Work instruction: Within the data below, find the string "OwnerIdentity" and return each line where it occurs.

Records for this task:
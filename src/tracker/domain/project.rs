//! Project aggregate root.

use super::{OwnerIdentity, ProjectId, Title};
use chrono::{DateTime, Utc};
use mockable::Clock;
use serde::{Deserialize, Serialize};

/// A project owned by a single identity; parent of sprints.
#[derive(Debug, Clone, PartialEq, Eq, Serialize, Deserialize)]
pub struct Project {
    id: ProjectId,
    owner: OwnerIdentity,
    title: Title,
    description: String,
    image_url: Option<String>,
    created_at: DateTime<Utc>,
    updated_at: DateTime<Utc>,
}

/// Parameter object for reconstructing a persisted project.
#[derive(Debug, Clone, PartialEq, Eq)]
pub struct PersistedProjectData {
    /// Persisted project identifier.
    pub id: ProjectId,
    /// Persisted owner identity.
    pub owner: OwnerIdentity,
    /// Persisted title.
    pub title: Title,
    /// Persisted description.
    pub description: String,
    /// Persisted image URL, if any.
    pub image_url: Option<String>,
    /// Persisted creation timestamp.
    pub created_at: DateTime<Utc>,
    /// Persisted latest modification timestamp.
    pub updated_at: DateTime<Utc>,
}

/// Field changes applied to a project. `None` leaves a field untouched.
#[derive(Debug, Clone, Default, PartialEq, Eq)]
pub struct ProjectChanges {
    /// Replacement title.
    pub title: Option<Title>,
    /// Replacement description.
    pub description: Option<String>,
    /// Replacement image URL; `Some(None)` clears it.
    pub image_url: Option<Option<String>>,
}

impl ProjectChanges {
    /// Returns `true` when no field is set.
    #[must_use]
    pub const fn is_empty(&self) -> bool {
        self.title.is_none() && self.description.is_none() && self.image_url.is_none()
    }
}

impl Project {
    /// Creates a new project owned by `owner`.
    #[must_use]
    pub fn new(
        owner: OwnerIdentity,
        title: Title,
        description: impl Into<String>,
        clock: &impl Clock,
    ) -> Self {
        let timestamp = clock.utc();
        Self {
            id: ProjectId::new(),
            owner,
            title,
            description: description.into(),
            image_url: None,
            created_at: timestamp,
            updated_at: timestamp,
        }
    }

    /// Reconstructs a project from persisted storage.
    #[must_use]
    pub fn from_persisted(data: PersistedProjectData) -> Self {
        Self {
            id: data.id,
            owner: data.owner,
            title: data.title,
            description: data.description,
            image_url: data.image_url,
            created_at: data.created_at,
            updated_at: data.updated_at,
        }
    }

    /// Returns the project identifier.
    #[must_use]
    pub const fn id(&self) -> ProjectId {
        self.id
    }

    /// Returns the owning identity.
    #[must_use]
    pub const fn owner(&self) -> &OwnerIdentity {
        &self.owner
    }

    /// Returns the project title.
    #[must_use]
    pub const fn title(&self) -> &Title {
        &self.title
    }

    /// Returns the project description.
    #[must_use]
    pub fn description(&self) -> &str {
        &self.description
    }

    /// Returns the cover image URL, if any.
    #[must_use]
    pub fn image_url(&self) -> Option<&str> {
        self.image_url.as_deref()
    }

    /// Returns the creation timestamp.
    #[must_use]
    pub const fn created_at(&self) -> DateTime<Utc> {
        self.created_at
    }

    /// Returns the latest modification timestamp.
    #[must_use]
    pub const fn updated_at(&self) -> DateTime<Utc> {
        self.updated_at
    }

    /// Returns `true` when `identity` owns this project.
    #[must_use]
    pub fn is_owned_by(&self, identity: &OwnerIdentity) -> bool {
        &self.owner == identity
    }

    /// Applies the provided field changes.
    pub fn apply_changes(&mut self, changes: ProjectChanges, clock: &impl Clock) {
        if changes.is_empty() {
            return;
        }
        if let Some(title) = changes.title {
            self.title = title;
        }
        if let Some(description) = changes.description {
            self.description = description;
        }
        if let Some(image_url) = changes.image_url {
            self.image_url = image_url;
        }
        self.updated_at = clock.utc();
    }
}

Finished task:
use super::{OwnerIdentity, ProjectId, Title};
    owner: OwnerIdentity,
    pub owner: OwnerIdentity,
        owner: OwnerIdentity,
    pub const fn owner(&self) -> &OwnerIdentity {
    pub fn is_owned_by(&self, identity: &OwnerIdentity) -> bool {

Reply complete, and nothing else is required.